[[ STORED DATA, beginning ]]
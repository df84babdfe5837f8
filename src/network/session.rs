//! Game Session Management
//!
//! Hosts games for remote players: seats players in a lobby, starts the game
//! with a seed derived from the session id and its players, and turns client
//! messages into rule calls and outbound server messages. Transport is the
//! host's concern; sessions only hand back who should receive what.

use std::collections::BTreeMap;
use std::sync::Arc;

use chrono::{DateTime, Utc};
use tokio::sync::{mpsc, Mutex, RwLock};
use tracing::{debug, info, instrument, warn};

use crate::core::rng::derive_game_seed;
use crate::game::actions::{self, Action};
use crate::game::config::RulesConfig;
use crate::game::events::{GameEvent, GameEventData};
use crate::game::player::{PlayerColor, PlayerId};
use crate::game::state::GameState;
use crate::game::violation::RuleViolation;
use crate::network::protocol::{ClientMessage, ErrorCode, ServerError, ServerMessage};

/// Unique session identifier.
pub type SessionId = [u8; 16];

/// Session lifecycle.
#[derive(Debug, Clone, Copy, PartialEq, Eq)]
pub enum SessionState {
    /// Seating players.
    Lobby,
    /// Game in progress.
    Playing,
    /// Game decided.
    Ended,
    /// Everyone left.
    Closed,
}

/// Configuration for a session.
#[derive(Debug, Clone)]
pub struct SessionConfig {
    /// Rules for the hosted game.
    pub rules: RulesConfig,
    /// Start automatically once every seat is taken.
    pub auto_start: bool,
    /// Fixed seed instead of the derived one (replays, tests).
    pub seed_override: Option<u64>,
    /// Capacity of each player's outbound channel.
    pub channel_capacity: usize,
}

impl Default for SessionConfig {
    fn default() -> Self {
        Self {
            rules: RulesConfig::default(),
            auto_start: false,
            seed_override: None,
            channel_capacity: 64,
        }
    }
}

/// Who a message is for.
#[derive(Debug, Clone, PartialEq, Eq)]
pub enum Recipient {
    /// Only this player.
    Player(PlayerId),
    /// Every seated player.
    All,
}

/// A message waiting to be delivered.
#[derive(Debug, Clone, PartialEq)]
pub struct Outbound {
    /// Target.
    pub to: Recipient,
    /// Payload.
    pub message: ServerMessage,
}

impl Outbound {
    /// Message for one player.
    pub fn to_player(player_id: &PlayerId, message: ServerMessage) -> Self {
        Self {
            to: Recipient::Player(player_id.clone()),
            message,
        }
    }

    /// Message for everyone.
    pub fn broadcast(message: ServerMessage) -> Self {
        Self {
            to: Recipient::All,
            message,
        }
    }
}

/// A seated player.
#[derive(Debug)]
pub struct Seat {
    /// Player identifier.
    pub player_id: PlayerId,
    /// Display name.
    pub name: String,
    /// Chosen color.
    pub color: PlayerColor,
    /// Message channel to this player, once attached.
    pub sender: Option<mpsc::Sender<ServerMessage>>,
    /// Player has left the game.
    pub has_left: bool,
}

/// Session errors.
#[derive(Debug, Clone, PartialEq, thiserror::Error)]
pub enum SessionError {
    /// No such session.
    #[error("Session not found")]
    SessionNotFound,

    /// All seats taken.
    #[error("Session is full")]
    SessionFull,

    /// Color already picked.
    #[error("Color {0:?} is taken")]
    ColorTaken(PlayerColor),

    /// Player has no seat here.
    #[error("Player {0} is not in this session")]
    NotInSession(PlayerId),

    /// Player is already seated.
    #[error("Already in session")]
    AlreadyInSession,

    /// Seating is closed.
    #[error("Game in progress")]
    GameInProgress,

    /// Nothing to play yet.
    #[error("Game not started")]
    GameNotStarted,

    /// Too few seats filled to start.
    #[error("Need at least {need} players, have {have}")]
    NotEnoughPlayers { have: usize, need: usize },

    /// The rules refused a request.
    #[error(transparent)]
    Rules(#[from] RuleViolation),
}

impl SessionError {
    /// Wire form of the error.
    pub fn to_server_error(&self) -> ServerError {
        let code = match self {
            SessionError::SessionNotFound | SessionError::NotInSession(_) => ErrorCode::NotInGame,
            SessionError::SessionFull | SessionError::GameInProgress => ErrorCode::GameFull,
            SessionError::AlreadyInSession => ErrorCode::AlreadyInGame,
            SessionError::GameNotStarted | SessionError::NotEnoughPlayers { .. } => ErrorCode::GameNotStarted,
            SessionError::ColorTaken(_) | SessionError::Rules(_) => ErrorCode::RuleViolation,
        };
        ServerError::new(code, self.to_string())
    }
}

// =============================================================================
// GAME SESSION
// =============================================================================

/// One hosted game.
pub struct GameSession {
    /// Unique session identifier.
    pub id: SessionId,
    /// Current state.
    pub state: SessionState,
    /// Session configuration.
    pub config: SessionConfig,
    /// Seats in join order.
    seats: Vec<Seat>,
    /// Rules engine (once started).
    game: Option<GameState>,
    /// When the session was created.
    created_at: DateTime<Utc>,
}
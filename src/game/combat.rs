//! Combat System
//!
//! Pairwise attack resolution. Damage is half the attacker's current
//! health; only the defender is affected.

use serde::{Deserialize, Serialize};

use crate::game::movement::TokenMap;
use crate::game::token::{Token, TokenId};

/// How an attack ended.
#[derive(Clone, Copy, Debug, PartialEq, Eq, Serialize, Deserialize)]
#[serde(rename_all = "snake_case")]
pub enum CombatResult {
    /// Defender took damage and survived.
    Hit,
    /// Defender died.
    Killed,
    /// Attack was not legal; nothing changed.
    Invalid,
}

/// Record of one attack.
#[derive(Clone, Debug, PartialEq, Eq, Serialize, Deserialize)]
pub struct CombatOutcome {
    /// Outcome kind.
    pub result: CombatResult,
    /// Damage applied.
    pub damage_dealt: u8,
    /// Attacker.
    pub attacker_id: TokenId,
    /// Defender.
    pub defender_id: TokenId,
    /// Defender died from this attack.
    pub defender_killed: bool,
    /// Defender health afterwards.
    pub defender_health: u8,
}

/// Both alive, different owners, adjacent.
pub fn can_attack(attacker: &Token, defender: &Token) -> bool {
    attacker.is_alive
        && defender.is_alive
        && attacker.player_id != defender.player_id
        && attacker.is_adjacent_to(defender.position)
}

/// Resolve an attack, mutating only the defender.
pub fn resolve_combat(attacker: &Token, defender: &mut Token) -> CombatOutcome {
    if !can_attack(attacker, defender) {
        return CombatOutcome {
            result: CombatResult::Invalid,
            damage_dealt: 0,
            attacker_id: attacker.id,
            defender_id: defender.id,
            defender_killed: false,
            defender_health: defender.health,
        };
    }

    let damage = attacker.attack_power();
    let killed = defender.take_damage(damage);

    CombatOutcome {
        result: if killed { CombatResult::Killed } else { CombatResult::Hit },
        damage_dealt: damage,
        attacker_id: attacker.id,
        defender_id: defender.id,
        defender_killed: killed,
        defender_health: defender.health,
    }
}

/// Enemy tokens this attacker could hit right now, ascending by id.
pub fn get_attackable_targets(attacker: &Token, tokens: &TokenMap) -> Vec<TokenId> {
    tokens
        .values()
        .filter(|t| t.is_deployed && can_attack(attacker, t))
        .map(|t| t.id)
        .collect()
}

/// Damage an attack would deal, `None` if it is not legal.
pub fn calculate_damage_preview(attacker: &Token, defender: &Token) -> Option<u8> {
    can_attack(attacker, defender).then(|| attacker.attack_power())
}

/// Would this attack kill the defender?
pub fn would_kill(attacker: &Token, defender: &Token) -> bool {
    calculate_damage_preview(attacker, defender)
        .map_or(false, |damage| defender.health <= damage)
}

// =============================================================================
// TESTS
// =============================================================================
[[ STORED DATA, end ]]
Please print the records above exactly from their first line. End with the line containing "should receive what.", and include it.

repository df84babdfe5837f8
filename src/network/session.rs
//! Game Session Management
//!
//! Hosts games for remote players: seats players in a lobby, starts the game
//! with a seed derived from the session id and its players, and turns client
//! messages into rule calls and outbound server messages. Transport is the
//! host's concern; sessions only hand back who should receive what.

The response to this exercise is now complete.